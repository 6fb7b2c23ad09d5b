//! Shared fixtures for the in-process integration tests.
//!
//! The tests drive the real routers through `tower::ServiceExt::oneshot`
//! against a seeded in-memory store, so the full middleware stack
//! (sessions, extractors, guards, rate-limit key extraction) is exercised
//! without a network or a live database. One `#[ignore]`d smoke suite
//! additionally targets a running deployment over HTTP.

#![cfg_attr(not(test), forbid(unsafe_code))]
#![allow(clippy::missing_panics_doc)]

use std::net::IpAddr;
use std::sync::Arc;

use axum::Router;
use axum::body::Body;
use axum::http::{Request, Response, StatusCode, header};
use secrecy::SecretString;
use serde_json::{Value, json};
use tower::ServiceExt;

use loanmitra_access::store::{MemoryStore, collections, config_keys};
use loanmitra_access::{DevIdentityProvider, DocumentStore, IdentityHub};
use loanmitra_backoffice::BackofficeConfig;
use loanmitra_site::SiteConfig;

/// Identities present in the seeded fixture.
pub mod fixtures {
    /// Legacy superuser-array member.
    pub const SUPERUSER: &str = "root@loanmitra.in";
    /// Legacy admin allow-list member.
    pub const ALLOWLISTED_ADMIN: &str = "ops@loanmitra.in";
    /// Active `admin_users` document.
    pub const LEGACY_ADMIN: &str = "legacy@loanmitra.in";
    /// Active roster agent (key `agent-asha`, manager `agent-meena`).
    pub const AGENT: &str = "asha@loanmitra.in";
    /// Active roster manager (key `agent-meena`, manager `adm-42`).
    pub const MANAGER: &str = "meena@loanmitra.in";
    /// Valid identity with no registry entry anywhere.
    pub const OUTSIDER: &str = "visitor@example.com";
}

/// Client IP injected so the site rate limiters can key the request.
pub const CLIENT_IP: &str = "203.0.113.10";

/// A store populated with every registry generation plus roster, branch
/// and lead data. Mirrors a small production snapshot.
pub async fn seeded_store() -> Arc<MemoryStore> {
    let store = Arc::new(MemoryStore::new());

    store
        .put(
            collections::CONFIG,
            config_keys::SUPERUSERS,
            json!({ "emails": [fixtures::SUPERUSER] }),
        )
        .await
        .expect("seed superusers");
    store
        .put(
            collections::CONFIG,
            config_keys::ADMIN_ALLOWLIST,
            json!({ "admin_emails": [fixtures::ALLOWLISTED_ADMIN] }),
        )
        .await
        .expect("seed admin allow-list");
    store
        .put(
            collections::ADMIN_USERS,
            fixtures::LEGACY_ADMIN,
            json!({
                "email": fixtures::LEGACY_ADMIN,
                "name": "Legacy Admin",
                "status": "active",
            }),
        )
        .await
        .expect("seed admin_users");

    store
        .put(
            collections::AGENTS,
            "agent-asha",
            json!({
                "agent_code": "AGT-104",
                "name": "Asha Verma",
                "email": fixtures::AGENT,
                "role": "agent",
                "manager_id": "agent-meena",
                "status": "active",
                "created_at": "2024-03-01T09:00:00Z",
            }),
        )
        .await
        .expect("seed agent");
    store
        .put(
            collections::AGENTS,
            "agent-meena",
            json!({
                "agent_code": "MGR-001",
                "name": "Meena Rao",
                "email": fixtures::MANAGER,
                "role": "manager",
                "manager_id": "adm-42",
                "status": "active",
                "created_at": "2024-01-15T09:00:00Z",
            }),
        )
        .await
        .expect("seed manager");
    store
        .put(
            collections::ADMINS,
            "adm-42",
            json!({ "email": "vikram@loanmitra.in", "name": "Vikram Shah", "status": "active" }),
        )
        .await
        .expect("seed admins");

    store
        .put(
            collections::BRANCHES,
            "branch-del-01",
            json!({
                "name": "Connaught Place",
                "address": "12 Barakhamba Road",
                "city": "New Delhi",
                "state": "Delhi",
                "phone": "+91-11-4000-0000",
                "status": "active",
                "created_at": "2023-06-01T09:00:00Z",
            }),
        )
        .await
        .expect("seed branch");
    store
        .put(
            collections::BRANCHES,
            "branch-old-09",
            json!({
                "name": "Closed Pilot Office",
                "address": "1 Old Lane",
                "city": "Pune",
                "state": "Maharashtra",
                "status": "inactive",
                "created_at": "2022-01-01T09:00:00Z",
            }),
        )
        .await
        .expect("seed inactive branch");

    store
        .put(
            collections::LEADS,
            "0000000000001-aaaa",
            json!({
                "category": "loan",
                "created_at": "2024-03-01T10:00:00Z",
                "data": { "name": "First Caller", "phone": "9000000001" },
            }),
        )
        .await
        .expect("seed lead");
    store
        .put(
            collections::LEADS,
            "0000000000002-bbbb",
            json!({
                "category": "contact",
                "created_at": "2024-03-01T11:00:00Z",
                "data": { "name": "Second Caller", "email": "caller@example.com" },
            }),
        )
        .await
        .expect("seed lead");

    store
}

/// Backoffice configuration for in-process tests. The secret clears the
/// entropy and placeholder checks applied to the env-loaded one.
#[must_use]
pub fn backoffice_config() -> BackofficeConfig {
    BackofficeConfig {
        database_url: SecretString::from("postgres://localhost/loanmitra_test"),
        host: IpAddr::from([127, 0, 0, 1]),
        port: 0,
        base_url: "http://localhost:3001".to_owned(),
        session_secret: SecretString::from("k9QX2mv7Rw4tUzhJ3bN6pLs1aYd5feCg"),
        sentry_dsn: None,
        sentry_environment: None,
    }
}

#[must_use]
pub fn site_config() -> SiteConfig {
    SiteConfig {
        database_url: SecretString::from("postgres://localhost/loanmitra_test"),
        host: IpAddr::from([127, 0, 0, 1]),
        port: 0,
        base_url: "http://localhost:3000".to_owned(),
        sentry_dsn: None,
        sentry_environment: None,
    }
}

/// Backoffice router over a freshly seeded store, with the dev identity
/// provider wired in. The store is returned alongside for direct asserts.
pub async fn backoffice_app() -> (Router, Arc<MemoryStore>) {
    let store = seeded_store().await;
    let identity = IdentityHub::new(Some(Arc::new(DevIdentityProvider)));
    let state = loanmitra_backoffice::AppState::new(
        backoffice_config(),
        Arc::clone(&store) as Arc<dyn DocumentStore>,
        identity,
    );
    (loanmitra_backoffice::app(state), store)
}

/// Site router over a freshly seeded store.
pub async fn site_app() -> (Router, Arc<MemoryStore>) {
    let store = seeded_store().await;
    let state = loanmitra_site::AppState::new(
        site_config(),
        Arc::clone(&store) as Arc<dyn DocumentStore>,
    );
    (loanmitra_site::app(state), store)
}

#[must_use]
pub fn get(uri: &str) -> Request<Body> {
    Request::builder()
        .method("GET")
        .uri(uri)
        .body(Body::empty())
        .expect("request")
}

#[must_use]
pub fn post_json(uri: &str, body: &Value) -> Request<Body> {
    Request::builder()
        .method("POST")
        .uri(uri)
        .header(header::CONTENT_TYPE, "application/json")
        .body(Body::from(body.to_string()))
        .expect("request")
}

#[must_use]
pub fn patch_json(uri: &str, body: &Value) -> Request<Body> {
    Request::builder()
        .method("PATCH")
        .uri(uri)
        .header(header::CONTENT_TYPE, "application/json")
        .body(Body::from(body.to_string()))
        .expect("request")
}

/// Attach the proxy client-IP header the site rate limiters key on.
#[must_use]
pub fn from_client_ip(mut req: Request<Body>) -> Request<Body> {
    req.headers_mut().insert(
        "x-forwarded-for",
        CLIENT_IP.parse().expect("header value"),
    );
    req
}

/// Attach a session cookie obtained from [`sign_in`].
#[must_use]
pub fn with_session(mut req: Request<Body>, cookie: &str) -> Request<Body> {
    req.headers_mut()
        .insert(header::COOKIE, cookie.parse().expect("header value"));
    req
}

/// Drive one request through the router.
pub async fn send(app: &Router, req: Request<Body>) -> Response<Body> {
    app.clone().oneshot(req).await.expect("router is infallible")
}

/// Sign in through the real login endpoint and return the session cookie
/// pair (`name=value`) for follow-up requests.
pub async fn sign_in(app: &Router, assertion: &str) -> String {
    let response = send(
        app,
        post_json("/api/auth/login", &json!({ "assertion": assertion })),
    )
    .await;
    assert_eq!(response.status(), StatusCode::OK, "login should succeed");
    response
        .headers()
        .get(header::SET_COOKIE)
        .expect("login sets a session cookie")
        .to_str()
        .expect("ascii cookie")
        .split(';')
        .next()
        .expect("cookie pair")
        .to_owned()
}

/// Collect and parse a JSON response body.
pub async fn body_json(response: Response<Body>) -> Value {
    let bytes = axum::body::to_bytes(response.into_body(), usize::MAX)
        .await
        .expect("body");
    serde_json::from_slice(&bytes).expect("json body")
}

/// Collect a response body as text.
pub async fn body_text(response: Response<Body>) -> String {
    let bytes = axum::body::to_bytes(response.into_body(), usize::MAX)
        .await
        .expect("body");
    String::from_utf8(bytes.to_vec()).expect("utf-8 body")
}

+++

#### WORK INSTRUCTIONS
The response must consist solely of the lines from the first line of the entries through the line containing "Active roster manager", repeated exactly.

#### TASK RESPONSE
repository 6fb7b2c23ad09d5b
//! Shared fixtures for the in-process integration tests.
//!
//! The tests drive the real routers through `tower::ServiceExt::oneshot`
//! against a seeded in-memory store, so the full middleware stack
//! (sessions, extractors, guards, rate-limit key extraction) is exercised
//! without a network or a live database. One `#[ignore]`d smoke suite
//! additionally targets a running deployment over HTTP.

#![cfg_attr(not(test), forbid(unsafe_code))]
#![allow(clippy::missing_panics_doc)]

use std::net::IpAddr;
use std::sync::Arc;

use axum::Router;
use axum::body::Body;
use axum::http::{Request, Response, StatusCode, header};
use secrecy::SecretString;
use serde_json::{Value, json};
use tower::ServiceExt;

use loanmitra_access::store::{MemoryStore, collections, config_keys};
use loanmitra_access::{DevIdentityProvider, DocumentStore, IdentityHub};
use loanmitra_backoffice::BackofficeConfig;
use loanmitra_site::SiteConfig;

/// Identities present in the seeded fixture.
pub mod fixtures {
    /// Legacy superuser-array member.
    pub const SUPERUSER: &str = "root@loanmitra.in";
    /// Legacy admin allow-list member.
    pub const ALLOWLISTED_ADMIN: &str = "ops@loanmitra.in";
    /// Active `admin_users` document.
    pub const LEGACY_ADMIN: &str = "legacy@loanmitra.in";
    /// Active roster agent (key `agent-asha`, manager `agent-meena`).
    pub const AGENT: &str = "asha@loanmitra.in";
    /// Active roster manager (key `agent-meena`, manager `adm-42`).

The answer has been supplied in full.